Monday 30th July, Review by by Nix Crawford
A packed Hammersmith Apollo wait patiently as Mr Vedder’s labcoat-wearing crew set up the stage ready for his first ever solo performance in London, the first of two dates at the Apollo. The setup is minimal; numerous guitars, ukuleles, suitcases and a old-style recorder dotted around a rug- the stage resembles an antique shop that’s spilled into the square of a small town….
Eddie strolls on looking relaxed and unassuming, opening with Walking the Cow (a Daniel Johnston cover). After subtly asking the crowds to go easy on the photography flashes, Eddie picks up one of the ukuleles and the first Pearl Jam song of the night makes an appearance, third on the setlist – Can’t Keep, from the album Riot Act. Eddie rattles through four songs off his Ukulele Songs album (Sleeping by Myself, Without You, More Than You Know and Broken Heart).
Eddie likens a broken heart to stopped clocks and watches “twice a day they tell the right time. Hearts are the same, even if your heart is broken with two threads holding it together, don’t thrown it away”. Broken Heart goes down well with the audience, and the couple of bars he plays with the distortion pedal whacked on, go down an absolute storm.
Vedder effortlessly runs through three other Pearl Jam songs (I Am Mine, Dead Man and Elderly Woman Behind the Counter in a Small Town) and a Pink Floyd cover (Brain Damage), before a series of tracks from Into The Wild.
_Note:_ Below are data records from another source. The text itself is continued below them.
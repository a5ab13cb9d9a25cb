#![allow(non_snake_case)]

use super::*;
use test_case::test_case;

// ============================================================================
// Architecture filter
// ============================================================================

#[test_case(&[Architecture::Arm64], true)]
#[test_case(&[Architecture::X86_64], true)]
#[test_case(&[Architecture::Arm64, Architecture::X86_64], true)]
#[test_case(&[Architecture::Armv7k, Architecture::Arm64_32], false)]
#[test_case(&[Architecture::I386], false)]
#[test_case(&[], false)]
fn ResolverConfig___supports_any___default_filter(archs: &[Architecture], expected: bool) {
    let config = ResolverConfig::default();

    assert_eq!(config.supports_any(archs), expected);
}

// ============================================================================
// Preferred simulator architecture JSON parsing
// ============================================================================

#[test_case(r#"{"preferred_simulator_architecture": "x86_64"}"#, Some(Architecture::X86_64))]
#[test_case(r#"{"preferred_simulator_architecture": "arm64"}"#, Some(Architecture::Arm64))]
#[test_case(r#"{"preferred_simulator_architecture": null}"#, None)]
#[test_case(r#"{}"#, Some(Architecture::X86_64))]
fn ResolverConfig___preferred_simulator_architecture_json___parses_correctly(
    json: &str,
    expected: Option<Architecture>,
) {
    let config = ResolverConfig::from_json(json.as_bytes()).unwrap();

    assert_eq!(config.preferred_simulator_architecture, expected);
}

#[test_case(r#"{"log_level": "info"}"#, "info")]
#[test_case(r#"{"log_level": "debug"}"#, "debug")]
#[test_case(r#"{"log_level": "trace"}"#, "trace")]
fn ResolverConfig___log_level_json___parses_correctly(json: &str, expected: &str) {
    let config = ResolverConfig::from_json(json.as_bytes()).unwrap();

    assert_eq!(config.log_level, expected);
}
The audience remains captivated, seeming to enjoy Guaranteed the most, despite Eddie’s songbook falling off its stand causing him to restart the song. It’s another cover (Good Woman by Cat Power) before the audience is treated to the next Pearl Jam song. Barely one bar into Betterman and the crowd are singing their lungs out.
Unfortunately Vedder sings in a different phrasing, and the audience slowly quieten when they realise they’re out of time with Vedder’s alternative take on the Pearl Jam classic. The crowd are left pining for more Pearl Jam classics to sing along to, but until Porch (the 21st song on this epic set list) their wish is not granted, but boy oh boy, it’s worth the wait. Vedder does not disappoint, belting out every word, note perfect.
Vedder’s first encore of the night is a further seven songs which include three covers which he performs with Glen Hansard (the support act for Vedder’s tour).
Just as I was beginning to get annoyed at yet another duet, another cover, Vedder and Hansard perform Sleepless Nights, an Everley Brothers cover, totally unplugged and unmic-ed, stood at the very front of the stage. The audience are captivated and silent. Vedder leaves the stage for a second time after setting up a loop with key riffs from Arc (off Riot Act) with a variety of vocal warblings that demonstrate his raw capability and talent.
I can’t help but feel a slight disappointment that not a single Temple of the Dog track made it on to the whopping 29-song set list. What’s one more song? Was I the only one who had spent hours daydreaming about Chris Cornell joining Vedder on stage for Hunger Strike?
The second and final encore of the night is a spectacular rendition of Hard Sun, from Into the Wild. Joined once again by Glen Hansard.
The crowd stop in their tracks as they start to spill out of the venue, to sing along and lap up the last few moments of this epic show. Impeccable delivery throughout the show reminds the audience that Vedder continues to hold his position as a veritable grunge god!